My take:
Weird:
Were the lights/sirens just added randomly because you were in a police station? Or were they there when you triggered certain videos for the first time so you could see your characters face. They felt weird. I thought I was in a dank/dark basement until that popped up the first time.
I didn't know what to make of that whole reflection and the lights/sirens either. I thought the reflection stuff took away rather than added to the experience. The glare off the screen made me think I was in a dingy office or archive room with fluorescent lighting. When the lights/sirens appear, it seems like a lame attempt to introduce tension. From what I remember from the really-read-me file, Sarah had permission to be there through FOI and was not constrained by time or anything. Even if not, it doesn't seem like an issue that would warrant emergency response.
Anyway, sorry for the wall of text incoming. I can't stop thinking about this game and the inconsistencies just make my mind fixate on it in a weird way.
So, if Hannah/Eve are one person, during her first pregnancy she was having alleyway sex with drunkards, contracted an STD, was (if you believe Eve's account) very sick from it, miscarried/became infertile because of it, and yet her husband noticed nothing? The relationship part of the story seems really inscrutable because of Hannah's insistence at seeing Simon as a prince.
Any thoughts also about Eve's story about Florence's secret box, and the tangent about Florence's diary, and how she was a war widow? I wasn't sure what to make of it. Maybe it was just meant to highlight the impossibility of truly understanding another person's motives or something.
I also noticed the mirror game hack.txt file attributes it hacking it to "Grace Hack" group, with ascii art of (I assume) Grace Kelly. There is a bit in the last interview where Eve talks about how they believed Grace Kelly's death led to them meeting Simon, and that they used a ouija board to communicate with her. The twins/personalities believed that when someone special dies, they leave magic behind... so if one twin died at birth, and magic was left behind, hmm... I'm just pulling stuff out of my ass now! But a two-player game paired with the visage of the woman they contacted through a ouija board is interesting. Eve = ghost possession theory incoming.

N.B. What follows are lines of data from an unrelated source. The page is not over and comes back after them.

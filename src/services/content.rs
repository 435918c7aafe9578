// SPDX-License-Identifier: MIT
// Copyright 2026 Roland Dreier <roland@rolandd.dev>

//! Workout definitions, rest checklist and meal menus.
//!
//! Content starts from the built-in defaults and can be replaced by
//! generated text. A failed or unreadable generation never touches the
//! current content.

use crate::error::{AppError, Result};
use crate::models::schedule::{
    default_rest_checklist, default_workout_days, next_workout_day, Exercise, WorkoutDay,
    WorkoutDayId,
};
use crate::services::generator::TextGenerator;
use chrono::NaiveDate;
use std::fmt;
use std::str::FromStr;
use tokio::sync::RwLock;

/// Upper bound on parsed sets per exercise.
const MAX_SETS: usize = 10;
/// Sets assumed when the target has no leading count.
const DEFAULT_SETS: usize = 3;

/// Meal slot with its own menu.
#[derive(Debug, Clone, Copy, PartialEq, Eq, Hash)]
pub enum MealSlot {
    Breakfast,
    Lunch,
    Dinner,
}

impl MealSlot {
    pub fn as_str(&self) -> &'static str {
        match self {
            MealSlot::Breakfast => "breakfast",
            MealSlot::Lunch => "lunch",
            MealSlot::Dinner => "dinner",
        }
    }

    fn prompt(&self) -> &'static str {
        match self {
            MealSlot::Breakfast => {
                "Suggest a healthy high-protein breakfast menu for today: 2-3 options, \
                 each with approximate kcal and protein. Plain text, one option per line."
            }
            MealSlot::Lunch => {
                "Suggest a balanced lunch menu for today: 2-3 options, each with \
                 approximate kcal and protein. Plain text, one option per line."
            }
            MealSlot::Dinner => {
                "Suggest a light high-protein dinner menu for today: 2-3 options, each \
                 with approximate kcal and protein. Plain text, one option per line."
            }
        }
    }
}

/// What a regeneration request replaces.
#[derive(Debug, Clone, Copy, PartialEq, Eq)]
pub enum ContentTarget {
    Meal(MealSlot),
    Workout,
}

impl ContentTarget {
    pub fn as_str(&self) -> &'static str {
        match self {
            ContentTarget::Meal(slot) => slot.as_str(),
            ContentTarget::Workout => "workout",
        }
    }
}

impl fmt::Display for ContentTarget {
    fn fmt(&self, f: &mut fmt::Formatter<'_>) -> fmt::Result {
        f.write_str(self.as_str())
    }
}

impl FromStr for ContentTarget {
    type Err = String;

    fn from_str(s: &str) -> std::result::Result<Self, Self::Err> {
        match s {
            "breakfast" => Ok(ContentTarget::Meal(MealSlot::Breakfast)),
            "lunch" => Ok(ContentTarget::Meal(MealSlot::Lunch)),
            "dinner" => Ok(ContentTarget::Meal(MealSlot::Dinner)),
            "workout" => Ok(ContentTarget::Workout),
            other => Err(format!("unknown content target: {}", other)),
        }
    }
}

/// Result of a successful generator call.
#[derive(Debug, Clone, PartialEq, Eq)]
pub enum RegenOutcome {
    /// A meal menu was replaced with this text.
    MenuReplaced { slot: MealSlot, text: String },
    /// A workout day was replaced.
    WorkoutReplaced(WorkoutDay),
    /// Generated text had no readable exercise rows; content kept as is.
    Unparsed { day: WorkoutDayId, raw: String },
}

#[derive(Debug, Clone)]
struct Content {
    workout_days: Vec<WorkoutDay>,
    rest_checklist: Vec<String>,
    breakfast: String,
    lunch: String,
    dinner: String,
}

impl Default for Content {
    fn default() -> Self {
        Self {
            workout_days: default_workout_days(),
            rest_checklist: default_rest_checklist(),
            breakfast: "Oatmeal with berries and whey (~450 kcal, 35 g protein)\n\
                        Scrambled eggs with wholegrain toast (~500 kcal, 30 g protein)"
                .to_string(),
            lunch: "Chicken breast with buckwheat and salad (~650 kcal, 50 g protein)\n\
                    Tuna pasta with vegetables (~600 kcal, 40 g protein)"
                .to_string(),
            dinner: "Baked salmon with vegetables (~500 kcal, 40 g protein)\n\
                     Cottage cheese with nuts (~350 kcal, 30 g protein)"
                .to_string(),
        }
    }
}

/// Current bot content, shared by every handler.
#[derive(Default)]
pub struct ContentCatalog {
    inner: RwLock<Content>,
}

impl ContentCatalog {
    pub fn new() -> Self {
        Self::default()
    }

    pub async fn workout_day(&self, id: WorkoutDayId) -> Option<WorkoutDay> {
        self.inner
            .read()
            .await
            .workout_days
            .iter()
            .find(|day| day.id == id)
            .cloned()
    }

    pub async fn rest_checklist(&self) -> Vec<String> {
        self.inner.read().await.rest_checklist.clone()
    }

    pub async fn menu(&self, slot: MealSlot) -> String {
        let content = self.inner.read().await;
        match slot {
            MealSlot::Breakfast => content.breakfast.clone(),
            MealSlot::Lunch => content.lunch.clone(),
            MealSlot::Dinner => content.dinner.clone(),
        }
    }

    /// Replace a workout day definition.
    pub async fn replace_workout_day(&self, day: WorkoutDay) {
        let mut content = self.inner.write().await;
        match content.workout_days.iter_mut().find(|d| d.id == day.id) {
            Some(existing) => *existing = day,
            None => content.workout_days.push(day),
        }
    }

    /// Ask the generator for new content and swap it in.
    ///
    /// The workout target refreshes the workout day for `today`, or the next
    /// scheduled one on a rest day. No lock is held while the generator runs.
    pub async fn regenerate(
        &self,
        target: ContentTarget,
        today: NaiveDate,
        generator: &dyn TextGenerator,
    ) -> Result<RegenOutcome> {
        match target {
            ContentTarget::Meal(slot) => {
                let text = generator.generate_text(slot.prompt()).await?;
                let text = text.trim().to_string();
                if text.is_empty() {
                    return Err(AppError::ExternalService(
                        "generated menu was empty".to_string(),
                    ));
                }

                let mut content = self.inner.write().await;
                match slot {
                    MealSlot::Breakfast => content.breakfast = text.clone(),
                    MealSlot::Lunch => content.lunch = text.clone(),
                    MealSlot::Dinner => content.dinner = text.clone(),
                }
                tracing::info!(slot = slot.as_str(), "Meal menu regenerated");
                Ok(RegenOutcome::MenuReplaced { slot, text })
            }
            ContentTarget::Workout => {
                let id = next_workout_day(today);
                let title = match self.workout_day(id).await {
                    Some(day) => day.title,
                    None => id.as_str().to_string(),
                };

                let prompt = format!(
                    "Create a gym workout for '{}': exactly 7 exercises, one per line, \
                     formatted as 'Exercise name - SETSxREPS'. No other text.",
                    title
                );
                let raw = generator.generate_text(&prompt).await?;

                let exercises = parse_exercises(&raw);
                if exercises.is_empty() {
                    tracing::warn!(day = %id, "Generated workout could not be parsed");
                    return Ok(RegenOutcome::Unparsed { day: id, raw });
                }

                let day = WorkoutDay {
                    id,
                    title,
                    exercises,
                };
                self.replace_workout_day(day.clone()).await;
                tracing::info!(
                    day = %id,
                    exercises = day.exercises.len(),
                    "Workout regenerated"
                );
                Ok(RegenOutcome::WorkoutReplaced(day))
            }
        }
    }
}

/// Best-effort parse of generated workout text into exercise rows.
///
/// Accepts lines like `1. Squat - 4x8`, `- Plank: 3x60s` or `• Dips – 3x10`.
/// Lines without a recognisable `SETSxREPS` target are skipped.
pub fn parse_exercises(raw: &str) -> Vec<Exercise> {
    raw.lines().filter_map(parse_exercise_line).collect()
}

fn parse_exercise_line(line: &str) -> Option<Exercise> {
    let line = strip_list_marker(line.trim());
    if line.is_empty() {
        return None;
    }

    let (name, target) = [" - ", " – ", " — ", ": "]
        .iter()
        .find_map(|sep| line.rsplit_once(sep))?;
    let name = name.trim().trim_matches('*').trim();
    let target = target.trim().trim_matches('*').trim();

    if name.is_empty() || !target.starts_with(|c: char| c.is_ascii_digit()) {
        return None;
    }

    Some(Exercise {
        name: name.to_string(),
        target: target.to_string(),
        sets: parse_set_count(target),
    })
}

/// Strip bullets (`-`, `*`, `•`) and numbering (`1.`, `2)`).
fn strip_list_marker(line: &str) -> &str {
    let line = line.trim_start_matches(['-', '*', '•']).trim_start();
    let digits = line.chars().take_while(|c| c.is_ascii_digit()).count();
    if digits > 0 {
        let rest = &line[digits..];
        if let Some(stripped) = rest.strip_prefix('.').or_else(|| rest.strip_prefix(')')) {
            return stripped.trim_start();
        }
    }
    line
}

/// Leading set count of a target such as `4x10`; defaults when absent.
fn parse_set_count(target: &str) -> usize {
    let digits: String = target.chars().take_while(|c| c.is_ascii_digit()).collect();
    let rest = &target[digits.len()..];
    let has_times = rest.starts_with(['x', 'X', '×', 'х']);

    match digits.parse::<usize>() {
        Ok(n) if has_times && n > 0 => n.min(MAX_SETS),
        _ => DEFAULT_SETS,
    }
}

#[cfg(test)]
mod tests {
    use super::*;
    use std::sync::Mutex;

    struct ScriptedGenerator {
        reply: Mutex<Option<Result<String>>>,
        prompts: Mutex<Vec<String>>,
    }

    impl ScriptedGenerator {
        fn new(reply: Result<String>) -> Self {
            Self {
                reply: Mutex::new(Some(reply)),
                prompts: Mutex::new(Vec::new()),
            }
        }
    }

    #[async_trait::async_trait]
    impl TextGenerator for ScriptedGenerator {
        async fn generate_text(&self, prompt: &str) -> Result<String> {
            self.prompts.lock().unwrap().push(prompt.to_string());
            self.reply
                .lock()
                .unwrap()
                .take()
                .unwrap_or_else(|| Err(AppError::ExternalService("exhausted".to_string())))
        }
    }

    fn monday() -> NaiveDate {
        NaiveDate::from_ymd_opt(2024, 1, 1).unwrap()
    }

    #[test]
    fn test_parse_exercises_common_formats() {
        let raw = "Here is your workout:\n\
                   1. Squat - 4x8\n\
                   2) Push-ups – 3x15\n\
                   - Plank: 3x60s\n\
                   • **Face pull** - 3x12\n\
                   Cool down and stretch";
        let parsed = parse_exercises(raw);

        let names: Vec<_> = parsed.iter().map(|e| e.name.as_str()).collect();
        assert_eq!(names, ["Squat", "Push-ups", "Plank", "Face pull"]);
        assert_eq!(parsed[0].sets, 4);
        assert_eq!(parsed[0].target, "4x8");
        assert_eq!(parsed[2].sets, 3);
    }

    #[test]
    fn test_parse_set_count_defaults_and_caps() {
        assert_eq!(parse_set_count("5x5"), 5);
        assert_eq!(parse_set_count("60s"), DEFAULT_SETS);
        assert_eq!(parse_set_count("40x2"), MAX_SETS);
        assert_eq!(parse_set_count("0x10"), DEFAULT_SETS);
    }

    #[test]
    fn test_parse_exercises_rejects_free_text() {
        assert!(parse_exercises("Just do some cardio today!\nHave fun").is_empty());
    }

    #[test]
    fn test_content_target_parse() {
        assert_eq!(
            "lunch".parse::<ContentTarget>(),
            Ok(ContentTarget::Meal(MealSlot::Lunch))
        );
        assert_eq!("workout".parse::<ContentTarget>(), Ok(ContentTarget::Workout));
        assert!("snack".parse::<ContentTarget>().is_err());
    }

    #[tokio::test]
    async fn test_regenerate_meal_replaces_menu() {
        let catalog = ContentCatalog::new();
        let generator = ScriptedGenerator::new(Ok("Greek yogurt bowl".to_string()));

        let outcome = catalog
            .regenerate(ContentTarget::Meal(MealSlot::Lunch), monday(), &generator)
            .await
            .unwrap();

        assert!(matches!(outcome, RegenOutcome::MenuReplaced { slot: MealSlot::Lunch, .. }));
        assert_eq!(catalog.menu(MealSlot::Lunch).await, "Greek yogurt bowl");
    }

    #[tokio::test]
    async fn test_regenerate_failure_keeps_content() {
        let catalog = ContentCatalog::new();
        let before = catalog.menu(MealSlot::Dinner).await;
        let generator =
            ScriptedGenerator::new(Err(AppError::ExternalService("quota exceeded".to_string())));

        let err = catalog
            .regenerate(ContentTarget::Meal(MealSlot::Dinner), monday(), &generator)
            .await
            .unwrap_err();

        assert!(err.to_string().contains("quota exceeded"));
        assert_eq!(catalog.menu(MealSlot::Dinner).await, before);
    }

    #[tokio::test]
    async fn test_regenerate_workout_on_rest_day_targets_next_workout() {
        let catalog = ContentCatalog::new();
        let generator = ScriptedGenerator::new(Ok("Deadlift - 5x5\nPull-ups - 4x8".to_string()));
        // Tuesday: next workout day is Wednesday.
        let tuesday = NaiveDate::from_ymd_opt(2024, 1, 2).unwrap();

        let outcome = catalog
            .regenerate(ContentTarget::Workout, tuesday, &generator)
            .await
            .unwrap();

        let RegenOutcome::WorkoutReplaced(day) = outcome else {
            panic!("expected replaced workout");
        };
        assert_eq!(day.id, WorkoutDayId::Wednesday);
        assert_eq!(day.title, "Back & Biceps");
        let stored = catalog.workout_day(WorkoutDayId::Wednesday).await.unwrap();
        assert_eq!(stored.exercises.len(), 2);
        assert!(generator.prompts.lock().unwrap()[0].contains("Back & Biceps"));
    }

    #[tokio::test]
    async fn test_regenerate_unparsed_workout_keeps_previous() {
        let catalog = ContentCatalog::new();
        let before = catalog.workout_day(WorkoutDayId::Monday).await.unwrap();
        let generator = ScriptedGenerator::new(Ok("Go for a swim.".to_string()));

        let outcome = catalog
            .regenerate(ContentTarget::Workout, monday(), &generator)
            .await
            .unwrap();

        assert_eq!(
            outcome,
            RegenOutcome::Unparsed {
                day: WorkoutDayId::Monday,
                raw: "Go for a swim.".to_string()
            }
        );
        assert_eq!(catalog.workout_day(WorkoutDayId::Monday).await.unwrap(), before);
    }
}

I think the dev wanted players to come away with incomplete accounts, and expected that people wouldn't see all the videos. In that sense, whatever you concluded with the info you had - twins, mpd, supernatural doppelganger, whatever... that would be true for the text as you saw it. I think putting clips together into a coherent whole is a huge pain by design. Also, it's why you never hear anything conclusive about the evidence, because that would give you some solid ground from which to address the weird issues in the interviews. Was there a hospital record? Is there evidence of Eve renting a bedsit? What does Hannah's medical file say about the reasons for the miscarriage?
The only focus is the testimony, and neither Hannah or Eve is a reliable source of truth. The game is mostly about the richness of the two characters' shared symbolic vocabulary - the internal context that they created for their actions.
This is a really cool game and fascinating from a narrative perspective. I think my writer and documentary producer friends would find it really interesting. The cool thing is they totally can play this - no traditional 'gamer' reflexes required.